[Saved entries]
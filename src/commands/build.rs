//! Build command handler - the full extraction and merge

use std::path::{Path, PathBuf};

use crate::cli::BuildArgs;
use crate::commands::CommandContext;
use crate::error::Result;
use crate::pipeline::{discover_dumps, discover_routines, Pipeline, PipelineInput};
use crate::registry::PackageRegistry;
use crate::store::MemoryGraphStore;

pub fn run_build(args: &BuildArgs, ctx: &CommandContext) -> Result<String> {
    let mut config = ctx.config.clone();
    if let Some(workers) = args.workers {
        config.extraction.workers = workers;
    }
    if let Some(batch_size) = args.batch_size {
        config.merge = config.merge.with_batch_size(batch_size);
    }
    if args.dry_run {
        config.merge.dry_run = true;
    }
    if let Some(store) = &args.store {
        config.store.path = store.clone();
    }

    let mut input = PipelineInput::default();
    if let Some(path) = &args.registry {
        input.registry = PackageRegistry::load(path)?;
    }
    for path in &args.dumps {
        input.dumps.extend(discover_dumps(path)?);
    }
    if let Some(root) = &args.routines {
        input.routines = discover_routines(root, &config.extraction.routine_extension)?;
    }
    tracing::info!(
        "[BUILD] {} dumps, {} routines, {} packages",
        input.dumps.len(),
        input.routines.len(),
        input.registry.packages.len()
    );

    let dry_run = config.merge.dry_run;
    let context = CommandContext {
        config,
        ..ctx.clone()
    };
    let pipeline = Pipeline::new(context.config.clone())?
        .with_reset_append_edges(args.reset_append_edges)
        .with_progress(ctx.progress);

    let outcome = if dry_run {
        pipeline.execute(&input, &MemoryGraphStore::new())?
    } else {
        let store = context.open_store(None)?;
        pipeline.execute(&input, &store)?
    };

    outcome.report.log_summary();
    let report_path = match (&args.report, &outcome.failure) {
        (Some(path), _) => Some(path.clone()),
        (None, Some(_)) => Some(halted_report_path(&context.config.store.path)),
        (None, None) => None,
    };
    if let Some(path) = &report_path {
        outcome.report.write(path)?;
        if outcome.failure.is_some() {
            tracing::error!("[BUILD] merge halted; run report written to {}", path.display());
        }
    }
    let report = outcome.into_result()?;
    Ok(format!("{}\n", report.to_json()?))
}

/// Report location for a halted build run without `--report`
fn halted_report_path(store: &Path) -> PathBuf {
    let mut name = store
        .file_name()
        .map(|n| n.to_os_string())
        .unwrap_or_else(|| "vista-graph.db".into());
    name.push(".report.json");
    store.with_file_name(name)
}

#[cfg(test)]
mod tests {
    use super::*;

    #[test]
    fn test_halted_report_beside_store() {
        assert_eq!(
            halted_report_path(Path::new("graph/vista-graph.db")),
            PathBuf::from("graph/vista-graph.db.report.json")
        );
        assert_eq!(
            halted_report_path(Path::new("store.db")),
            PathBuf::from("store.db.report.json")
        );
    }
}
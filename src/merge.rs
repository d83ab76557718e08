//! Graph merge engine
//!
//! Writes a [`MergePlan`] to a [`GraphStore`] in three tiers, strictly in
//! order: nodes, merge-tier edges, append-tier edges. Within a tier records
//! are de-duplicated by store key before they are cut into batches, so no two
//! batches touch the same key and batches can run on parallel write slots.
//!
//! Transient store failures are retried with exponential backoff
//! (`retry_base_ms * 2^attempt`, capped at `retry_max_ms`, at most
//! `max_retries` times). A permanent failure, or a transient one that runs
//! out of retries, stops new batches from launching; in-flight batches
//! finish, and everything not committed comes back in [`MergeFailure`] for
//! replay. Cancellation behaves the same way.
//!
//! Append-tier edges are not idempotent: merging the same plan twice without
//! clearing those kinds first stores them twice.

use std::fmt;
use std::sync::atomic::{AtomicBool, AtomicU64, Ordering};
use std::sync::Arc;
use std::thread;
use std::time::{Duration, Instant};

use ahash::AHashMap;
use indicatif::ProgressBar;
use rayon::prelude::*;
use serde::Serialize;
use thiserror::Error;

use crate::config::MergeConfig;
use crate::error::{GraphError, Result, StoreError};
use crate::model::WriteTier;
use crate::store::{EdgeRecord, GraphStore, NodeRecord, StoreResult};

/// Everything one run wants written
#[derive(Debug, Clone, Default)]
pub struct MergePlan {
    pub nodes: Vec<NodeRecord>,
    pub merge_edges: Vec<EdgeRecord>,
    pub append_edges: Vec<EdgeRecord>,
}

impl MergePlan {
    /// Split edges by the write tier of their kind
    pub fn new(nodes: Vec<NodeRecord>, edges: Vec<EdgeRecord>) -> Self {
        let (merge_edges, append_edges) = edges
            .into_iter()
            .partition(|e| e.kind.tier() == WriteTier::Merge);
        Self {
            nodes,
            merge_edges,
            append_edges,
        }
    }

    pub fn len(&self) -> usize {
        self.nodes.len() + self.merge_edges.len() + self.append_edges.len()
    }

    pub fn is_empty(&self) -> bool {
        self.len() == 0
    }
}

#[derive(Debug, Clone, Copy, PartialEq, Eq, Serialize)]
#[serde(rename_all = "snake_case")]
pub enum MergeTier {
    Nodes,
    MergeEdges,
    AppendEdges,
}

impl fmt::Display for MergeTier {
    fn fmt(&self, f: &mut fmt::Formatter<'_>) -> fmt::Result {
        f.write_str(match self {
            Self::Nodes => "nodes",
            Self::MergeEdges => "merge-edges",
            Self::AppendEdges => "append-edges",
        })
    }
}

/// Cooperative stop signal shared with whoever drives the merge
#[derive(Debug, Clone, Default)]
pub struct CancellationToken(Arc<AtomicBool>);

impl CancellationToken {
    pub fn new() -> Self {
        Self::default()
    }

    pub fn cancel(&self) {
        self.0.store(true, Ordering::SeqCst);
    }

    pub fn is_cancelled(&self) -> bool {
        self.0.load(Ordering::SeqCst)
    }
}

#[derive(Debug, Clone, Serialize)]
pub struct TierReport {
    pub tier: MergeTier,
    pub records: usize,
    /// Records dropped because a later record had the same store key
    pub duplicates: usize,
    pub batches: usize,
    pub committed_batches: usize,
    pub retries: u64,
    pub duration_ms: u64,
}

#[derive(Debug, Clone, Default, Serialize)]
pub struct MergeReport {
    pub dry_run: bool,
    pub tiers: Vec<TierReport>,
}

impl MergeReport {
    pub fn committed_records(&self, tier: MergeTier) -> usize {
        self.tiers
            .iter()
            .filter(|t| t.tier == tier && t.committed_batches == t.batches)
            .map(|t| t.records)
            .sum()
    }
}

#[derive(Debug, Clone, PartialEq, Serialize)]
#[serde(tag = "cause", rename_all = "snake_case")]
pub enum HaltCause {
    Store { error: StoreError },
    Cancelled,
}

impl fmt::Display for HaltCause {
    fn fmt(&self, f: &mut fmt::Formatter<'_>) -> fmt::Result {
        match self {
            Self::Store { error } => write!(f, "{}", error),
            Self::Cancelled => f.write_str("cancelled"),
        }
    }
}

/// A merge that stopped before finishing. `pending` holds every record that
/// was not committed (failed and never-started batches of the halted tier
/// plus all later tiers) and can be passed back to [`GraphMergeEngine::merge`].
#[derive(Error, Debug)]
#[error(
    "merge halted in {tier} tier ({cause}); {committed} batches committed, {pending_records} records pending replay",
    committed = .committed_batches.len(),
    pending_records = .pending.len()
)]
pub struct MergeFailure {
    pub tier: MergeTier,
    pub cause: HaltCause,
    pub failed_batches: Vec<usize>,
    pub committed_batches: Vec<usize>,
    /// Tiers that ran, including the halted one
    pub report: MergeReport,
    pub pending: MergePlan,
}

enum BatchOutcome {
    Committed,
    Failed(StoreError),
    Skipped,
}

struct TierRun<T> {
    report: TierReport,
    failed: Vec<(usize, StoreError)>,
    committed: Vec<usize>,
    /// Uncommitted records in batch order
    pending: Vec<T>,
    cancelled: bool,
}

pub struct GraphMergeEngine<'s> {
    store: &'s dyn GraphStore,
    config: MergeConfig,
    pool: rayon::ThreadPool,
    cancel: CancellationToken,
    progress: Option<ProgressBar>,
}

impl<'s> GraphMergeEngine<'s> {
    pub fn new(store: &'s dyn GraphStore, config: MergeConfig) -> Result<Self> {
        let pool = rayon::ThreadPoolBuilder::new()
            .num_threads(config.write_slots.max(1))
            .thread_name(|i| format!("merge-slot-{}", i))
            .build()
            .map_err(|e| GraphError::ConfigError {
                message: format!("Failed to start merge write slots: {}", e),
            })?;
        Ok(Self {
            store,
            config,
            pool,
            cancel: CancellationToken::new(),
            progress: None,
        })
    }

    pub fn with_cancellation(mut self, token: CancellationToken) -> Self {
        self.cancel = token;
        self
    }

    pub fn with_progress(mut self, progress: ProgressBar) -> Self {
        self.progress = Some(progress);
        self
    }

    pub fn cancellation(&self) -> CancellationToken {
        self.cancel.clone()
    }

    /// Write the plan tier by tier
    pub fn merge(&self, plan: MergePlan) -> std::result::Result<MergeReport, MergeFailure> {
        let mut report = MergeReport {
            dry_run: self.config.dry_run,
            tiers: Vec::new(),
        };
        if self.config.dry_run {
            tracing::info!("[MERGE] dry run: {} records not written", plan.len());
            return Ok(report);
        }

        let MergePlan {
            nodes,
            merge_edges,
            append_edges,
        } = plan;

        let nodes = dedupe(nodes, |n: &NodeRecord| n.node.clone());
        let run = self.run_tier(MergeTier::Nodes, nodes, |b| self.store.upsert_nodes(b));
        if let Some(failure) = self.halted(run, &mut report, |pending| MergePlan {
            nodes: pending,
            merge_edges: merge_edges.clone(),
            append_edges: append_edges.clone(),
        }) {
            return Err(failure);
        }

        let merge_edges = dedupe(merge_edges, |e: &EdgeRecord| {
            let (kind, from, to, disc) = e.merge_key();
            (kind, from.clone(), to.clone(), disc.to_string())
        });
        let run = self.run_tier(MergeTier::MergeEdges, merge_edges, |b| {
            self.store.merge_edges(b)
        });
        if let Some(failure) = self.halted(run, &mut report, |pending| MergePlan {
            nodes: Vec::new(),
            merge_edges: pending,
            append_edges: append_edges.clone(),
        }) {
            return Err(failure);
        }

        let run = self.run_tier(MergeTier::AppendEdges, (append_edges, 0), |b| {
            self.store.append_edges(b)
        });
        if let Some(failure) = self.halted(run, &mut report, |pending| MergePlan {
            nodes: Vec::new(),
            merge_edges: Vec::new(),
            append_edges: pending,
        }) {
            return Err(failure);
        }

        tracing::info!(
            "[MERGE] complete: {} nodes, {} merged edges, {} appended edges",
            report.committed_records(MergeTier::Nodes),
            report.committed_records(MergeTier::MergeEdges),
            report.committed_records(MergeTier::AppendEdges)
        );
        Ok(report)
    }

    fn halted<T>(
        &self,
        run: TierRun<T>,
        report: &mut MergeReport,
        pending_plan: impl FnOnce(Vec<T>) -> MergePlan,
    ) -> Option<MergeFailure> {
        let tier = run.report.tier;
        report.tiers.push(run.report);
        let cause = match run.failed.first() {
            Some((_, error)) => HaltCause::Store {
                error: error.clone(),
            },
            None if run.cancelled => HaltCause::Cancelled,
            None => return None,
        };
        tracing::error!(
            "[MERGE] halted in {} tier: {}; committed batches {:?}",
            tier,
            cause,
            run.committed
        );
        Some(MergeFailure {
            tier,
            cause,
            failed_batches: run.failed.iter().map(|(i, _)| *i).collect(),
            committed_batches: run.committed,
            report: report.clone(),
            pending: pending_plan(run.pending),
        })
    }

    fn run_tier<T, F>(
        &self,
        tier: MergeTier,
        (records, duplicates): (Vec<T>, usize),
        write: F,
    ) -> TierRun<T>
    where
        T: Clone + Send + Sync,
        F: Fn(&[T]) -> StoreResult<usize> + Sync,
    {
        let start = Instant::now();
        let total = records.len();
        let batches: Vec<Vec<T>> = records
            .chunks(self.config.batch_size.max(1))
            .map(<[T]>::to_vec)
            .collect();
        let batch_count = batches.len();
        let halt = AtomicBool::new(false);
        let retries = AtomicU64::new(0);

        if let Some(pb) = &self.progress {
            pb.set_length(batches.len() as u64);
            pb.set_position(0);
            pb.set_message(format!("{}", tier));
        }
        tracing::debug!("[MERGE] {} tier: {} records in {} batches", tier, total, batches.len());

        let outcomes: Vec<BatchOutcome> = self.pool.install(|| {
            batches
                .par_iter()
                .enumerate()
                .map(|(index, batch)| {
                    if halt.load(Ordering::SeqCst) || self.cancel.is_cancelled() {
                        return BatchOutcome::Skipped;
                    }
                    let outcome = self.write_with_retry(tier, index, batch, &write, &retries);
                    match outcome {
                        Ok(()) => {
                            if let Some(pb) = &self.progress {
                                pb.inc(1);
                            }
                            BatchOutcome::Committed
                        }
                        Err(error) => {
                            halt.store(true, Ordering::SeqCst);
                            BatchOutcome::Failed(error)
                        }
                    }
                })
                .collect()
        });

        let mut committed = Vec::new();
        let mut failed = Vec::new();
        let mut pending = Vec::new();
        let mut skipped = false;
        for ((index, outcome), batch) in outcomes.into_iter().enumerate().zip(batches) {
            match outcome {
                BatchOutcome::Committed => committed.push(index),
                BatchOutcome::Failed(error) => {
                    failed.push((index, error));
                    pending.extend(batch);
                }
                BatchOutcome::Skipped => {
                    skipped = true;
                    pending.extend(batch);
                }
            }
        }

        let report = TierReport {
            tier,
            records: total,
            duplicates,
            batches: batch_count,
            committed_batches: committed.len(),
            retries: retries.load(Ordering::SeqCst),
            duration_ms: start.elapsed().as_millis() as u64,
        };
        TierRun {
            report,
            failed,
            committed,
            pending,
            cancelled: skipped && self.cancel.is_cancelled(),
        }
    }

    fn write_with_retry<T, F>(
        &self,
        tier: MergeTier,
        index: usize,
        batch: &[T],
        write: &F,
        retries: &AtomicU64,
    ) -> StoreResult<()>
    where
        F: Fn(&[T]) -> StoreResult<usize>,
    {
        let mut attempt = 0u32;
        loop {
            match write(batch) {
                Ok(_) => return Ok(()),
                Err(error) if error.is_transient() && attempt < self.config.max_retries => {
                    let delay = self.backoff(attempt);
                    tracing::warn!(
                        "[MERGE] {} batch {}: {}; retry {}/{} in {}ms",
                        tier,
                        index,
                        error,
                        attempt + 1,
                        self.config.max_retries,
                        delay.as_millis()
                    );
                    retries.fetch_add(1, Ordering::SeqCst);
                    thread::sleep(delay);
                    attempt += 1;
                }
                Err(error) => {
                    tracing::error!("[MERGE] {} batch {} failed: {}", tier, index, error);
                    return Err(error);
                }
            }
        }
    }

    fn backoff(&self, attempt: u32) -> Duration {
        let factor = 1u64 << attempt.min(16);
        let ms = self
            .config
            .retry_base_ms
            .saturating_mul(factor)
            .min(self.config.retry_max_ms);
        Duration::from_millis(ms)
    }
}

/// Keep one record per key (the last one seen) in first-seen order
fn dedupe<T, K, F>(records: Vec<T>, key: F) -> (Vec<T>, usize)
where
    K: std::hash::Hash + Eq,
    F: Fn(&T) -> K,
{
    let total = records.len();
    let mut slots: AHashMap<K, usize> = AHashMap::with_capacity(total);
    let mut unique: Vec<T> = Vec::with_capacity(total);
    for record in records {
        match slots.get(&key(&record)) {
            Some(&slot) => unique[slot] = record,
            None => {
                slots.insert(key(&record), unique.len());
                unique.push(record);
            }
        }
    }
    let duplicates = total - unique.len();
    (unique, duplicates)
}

- **WORK REQUIRED**
Your answer should consist of every line from the entries that holds "info".

- **REPLY**
    tracing::info!(
            tracing::info!("[MERGE] dry run: {} records not written", plan.len());
        tracing::info!(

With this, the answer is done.